## Directions
Write out all of the records, keeping each one exactly as written.

----- Available data -----

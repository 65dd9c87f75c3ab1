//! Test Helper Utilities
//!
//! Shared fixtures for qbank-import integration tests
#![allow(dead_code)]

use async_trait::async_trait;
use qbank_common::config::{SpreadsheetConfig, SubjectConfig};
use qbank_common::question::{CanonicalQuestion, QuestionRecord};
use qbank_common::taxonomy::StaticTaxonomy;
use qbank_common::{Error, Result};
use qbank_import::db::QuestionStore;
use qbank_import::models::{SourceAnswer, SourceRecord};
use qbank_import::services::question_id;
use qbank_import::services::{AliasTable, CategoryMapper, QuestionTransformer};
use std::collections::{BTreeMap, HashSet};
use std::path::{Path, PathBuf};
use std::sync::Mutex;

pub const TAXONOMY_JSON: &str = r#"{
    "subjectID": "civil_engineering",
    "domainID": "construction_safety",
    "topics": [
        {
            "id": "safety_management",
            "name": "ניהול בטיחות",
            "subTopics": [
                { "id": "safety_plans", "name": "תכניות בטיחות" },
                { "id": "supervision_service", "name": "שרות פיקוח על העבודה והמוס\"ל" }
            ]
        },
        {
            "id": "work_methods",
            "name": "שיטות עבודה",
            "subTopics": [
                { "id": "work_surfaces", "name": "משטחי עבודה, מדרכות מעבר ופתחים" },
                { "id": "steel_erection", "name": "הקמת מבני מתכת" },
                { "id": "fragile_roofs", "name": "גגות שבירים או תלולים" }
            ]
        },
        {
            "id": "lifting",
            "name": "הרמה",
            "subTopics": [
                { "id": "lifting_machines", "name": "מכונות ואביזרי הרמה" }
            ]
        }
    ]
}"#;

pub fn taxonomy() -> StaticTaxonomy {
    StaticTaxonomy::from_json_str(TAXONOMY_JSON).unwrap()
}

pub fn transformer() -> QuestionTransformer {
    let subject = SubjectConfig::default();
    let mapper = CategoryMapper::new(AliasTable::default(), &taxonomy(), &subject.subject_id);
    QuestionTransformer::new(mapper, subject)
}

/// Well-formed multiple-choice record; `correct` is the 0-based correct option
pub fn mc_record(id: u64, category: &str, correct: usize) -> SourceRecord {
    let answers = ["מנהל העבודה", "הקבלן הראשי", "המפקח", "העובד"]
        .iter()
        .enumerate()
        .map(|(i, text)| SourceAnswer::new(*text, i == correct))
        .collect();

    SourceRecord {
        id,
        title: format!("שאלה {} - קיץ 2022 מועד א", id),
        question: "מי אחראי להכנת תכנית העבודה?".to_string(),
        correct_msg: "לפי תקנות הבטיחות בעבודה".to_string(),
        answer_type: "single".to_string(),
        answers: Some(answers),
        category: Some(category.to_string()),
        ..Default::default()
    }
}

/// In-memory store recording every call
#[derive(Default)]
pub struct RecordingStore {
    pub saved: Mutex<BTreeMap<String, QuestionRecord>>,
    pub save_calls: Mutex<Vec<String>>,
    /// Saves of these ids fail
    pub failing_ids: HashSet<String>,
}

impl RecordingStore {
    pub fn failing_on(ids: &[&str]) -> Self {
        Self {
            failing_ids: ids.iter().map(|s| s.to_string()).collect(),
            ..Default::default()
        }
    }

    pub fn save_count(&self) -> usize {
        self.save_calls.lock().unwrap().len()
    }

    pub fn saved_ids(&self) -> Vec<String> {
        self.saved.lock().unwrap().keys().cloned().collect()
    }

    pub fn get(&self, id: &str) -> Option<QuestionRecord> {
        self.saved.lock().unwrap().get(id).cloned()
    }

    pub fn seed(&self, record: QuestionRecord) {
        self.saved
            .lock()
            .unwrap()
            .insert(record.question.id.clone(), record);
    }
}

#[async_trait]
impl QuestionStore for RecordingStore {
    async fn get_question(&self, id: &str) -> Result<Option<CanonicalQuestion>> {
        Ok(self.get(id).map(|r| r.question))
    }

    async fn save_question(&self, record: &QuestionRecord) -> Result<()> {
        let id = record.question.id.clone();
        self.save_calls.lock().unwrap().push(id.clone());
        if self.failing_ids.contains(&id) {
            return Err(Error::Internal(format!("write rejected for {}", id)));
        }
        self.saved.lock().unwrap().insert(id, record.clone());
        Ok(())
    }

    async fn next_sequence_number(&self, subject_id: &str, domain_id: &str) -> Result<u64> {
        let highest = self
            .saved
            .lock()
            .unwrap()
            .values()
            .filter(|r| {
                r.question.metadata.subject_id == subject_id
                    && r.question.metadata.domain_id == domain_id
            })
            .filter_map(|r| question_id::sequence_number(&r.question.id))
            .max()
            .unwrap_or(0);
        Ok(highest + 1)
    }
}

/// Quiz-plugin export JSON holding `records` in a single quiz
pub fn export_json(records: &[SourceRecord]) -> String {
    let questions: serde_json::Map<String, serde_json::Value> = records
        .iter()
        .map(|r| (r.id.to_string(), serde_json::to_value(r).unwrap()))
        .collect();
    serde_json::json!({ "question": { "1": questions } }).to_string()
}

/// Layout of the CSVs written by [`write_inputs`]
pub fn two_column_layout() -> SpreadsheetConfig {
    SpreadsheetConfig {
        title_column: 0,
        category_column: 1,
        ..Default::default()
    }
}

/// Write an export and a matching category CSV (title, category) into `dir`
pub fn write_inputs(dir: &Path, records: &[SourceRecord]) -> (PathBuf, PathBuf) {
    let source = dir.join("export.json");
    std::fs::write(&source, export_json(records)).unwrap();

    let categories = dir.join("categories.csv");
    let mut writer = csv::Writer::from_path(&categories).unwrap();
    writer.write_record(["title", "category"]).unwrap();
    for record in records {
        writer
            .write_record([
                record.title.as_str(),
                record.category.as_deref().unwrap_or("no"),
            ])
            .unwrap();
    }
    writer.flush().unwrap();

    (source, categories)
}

-----

## Solution for this problem
repository 65dd9c87f75c3ab1
//! Test Helper Utilities
//!
//! Shared fixtures for qbank-import integration tests
#![allow(dead_code)]

use async_trait::async_trait;
use qbank_common::config::{SpreadsheetConfig, SubjectConfig};
use qbank_common::question::{CanonicalQuestion, QuestionRecord};
use qbank_common::taxonomy::StaticTaxonomy;
use qbank_common::{Error, Result};
use qbank_import::db::QuestionStore;
use qbank_import::models::{SourceAnswer, SourceRecord};
use qbank_import::services::question_id;
use qbank_import::services::{AliasTable, CategoryMapper, QuestionTransformer};
use std::collections::{BTreeMap, HashSet};
use std::path::{Path, PathBuf};
use std::sync::Mutex;

pub const TAXONOMY_JSON: &str = r#"{
    "subjectID": "civil_engineering",
    "domainID": "construction_safety",
    "topics": [
        {
            "id": "safety_management",
            "name": "ניהול בטיחות",
            "subTopics": [
                { "id": "safety_plans", "name": "תכניות בטיחות" },
                { "id": "supervision_service", "name": "שרות פיקוח על העבודה והמוס\"ל" }
            ]
        },
        {
            "id": "work_methods",
            "name": "שיטות עבודה",
            "subTopics": [
                { "id": "work_surfaces", "name": "משטחי עבודה, מדרכות מעבר ופתחים" },
                { "id": "steel_erection", "name": "הקמת מבני מתכת" },
                { "id": "fragile_roofs", "name": "גגות שבירים או תלולים" }
            ]
        },
        {
            "id": "lifting",
            "name": "הרמה",
            "subTopics": [
                { "id": "lifting_machines", "name": "מכונות ואביזרי הרמה" }
            ]
        }
    ]
}"#;

pub fn taxonomy() -> StaticTaxonomy {
    StaticTaxonomy::from_json_str(TAXONOMY_JSON).unwrap()
}

pub fn transformer() -> QuestionTransformer {
    let subject = SubjectConfig::default();
    let mapper = CategoryMapper::new(AliasTable::default(), &taxonomy(), &subject.subject_id);
    QuestionTransformer::new(mapper, subject)
}

/// Well-formed multiple-choice record; `correct` is the 0-based correct option
pub fn mc_record(id: u64, category: &str, correct: usize) -> SourceRecord {
    let answers = ["מנהל העבודה", "הקבלן הראשי", "המפקח", "העובד"]
        .iter()
        .enumerate()
        .map(|(i, text)| SourceAnswer::new(*text, i == correct))
        .collect();

    SourceRecord {
        id,
        title: format!("שאלה {} - קיץ 2022 מועד א", id),
        question: "מי אחראי להכנת תכנית העבודה?".to_string(),
        correct_msg: "לפי תקנות הבטיחות בעבודה".to_string(),
        answer_type: "single".to_string(),
        answers: Some(answers),
        category: Some(category.to_string()),
        ..Default::default()
    }
}

/// In-memory store recording every call
#[derive(Default)]
pub struct RecordingStore {
    pub saved: Mutex<BTreeMap<String, QuestionRecord>>,
    pub save_calls: Mutex<Vec<String>>,
    /// Saves of these ids fail
    pub failing_ids: HashSet<String>,
}

impl RecordingStore {
    pub fn failing_on(ids: &[&str]) -> Self {
        Self {
            failing_ids: ids.iter().map(|s| s.to_string()).collect(),
            ..Default::default()
        }
    }

    pub fn save_count(&self) -> usize {
        self.save_calls.lock().unwrap().len()
    }

    pub fn saved_ids(&self) -> Vec<String> {
        self.saved.lock().unwrap().keys().cloned().collect()
    }

    pub fn get(&self, id: &str) -> Option<QuestionRecord> {
        self.saved.lock().unwrap().get(id).cloned()
    }

    pub fn seed(&self, record: QuestionRecord) {
        self.saved
            .lock()
            .unwrap()
            .insert(record.question.id.clone(), record);
    }
}

#[async_trait]
impl QuestionStore for RecordingStore {
    async fn get_question(&self, id: &str) -> Result<Option<CanonicalQuestion>> {
        Ok(self.get(id).map(|r| r.question))
    }

    async fn save_question(&self, record: &QuestionRecord) -> Result<()> {
        let id = record.question.id.clone();
        self.save_calls.lock().unwrap().push(id.clone());
        if self.failing_ids.contains(&id) {
            return Err(Error::Internal(format!("write rejected for {}", id)));
        }
        self.saved.lock().unwrap().insert(id, record.clone());
        Ok(())
    }

    async fn next_sequence_number(&self, subject_id: &str, domain_id: &str) -> Result<u64> {
        let highest = self
            .saved
            .lock()
            .unwrap()
            .values()
            .filter(|r| {
                r.question.metadata.subject_id == subject_id
                    && r.question.metadata.domain_id == domain_id
            })
            .filter_map(|r| question_id::sequence_number(&r.question.id))
            .max()
            .unwrap_or(0);
        Ok(highest + 1)
    }
}

/// Quiz-plugin export JSON holding `records` in a single quiz
pub fn export_json(records: &[SourceRecord]) -> String {
    let questions: serde_json::Map<String, serde_json::Value> = records
        .iter()
        .map(|r| (r.id.to_string(), serde_json::to_value(r).unwrap()))
        .collect();
    serde_json::json!({ "question": { "1": questions } }).to_string()
}

/// Layout of the CSVs written by [`write_inputs`]
pub fn two_column_layout() -> SpreadsheetConfig {
    SpreadsheetConfig {
        title_column: 0,
        category_column: 1,
        ..Default::default()
    }
}

/// Write an export and a matching category CSV (title, category) into `dir`
pub fn write_inputs(dir: &Path, records: &[SourceRecord]) -> (PathBuf, PathBuf) {
    let source = dir.join("export.json");
    std::fs::write(&source, export_json(records)).unwrap();

    let categories = dir.join("categories.csv");
    let mut writer = csv::Writer::from_path(&categories).unwrap();
    writer.write_record(["title", "category"]).unwrap();
    for record in records {
        writer
            .write_record([
                record.title.as_str(),
                record.category.as_deref().unwrap_or("no"),
            ])
            .unwrap();
    }
    writer.flush().unwrap();

    (source, categories)
}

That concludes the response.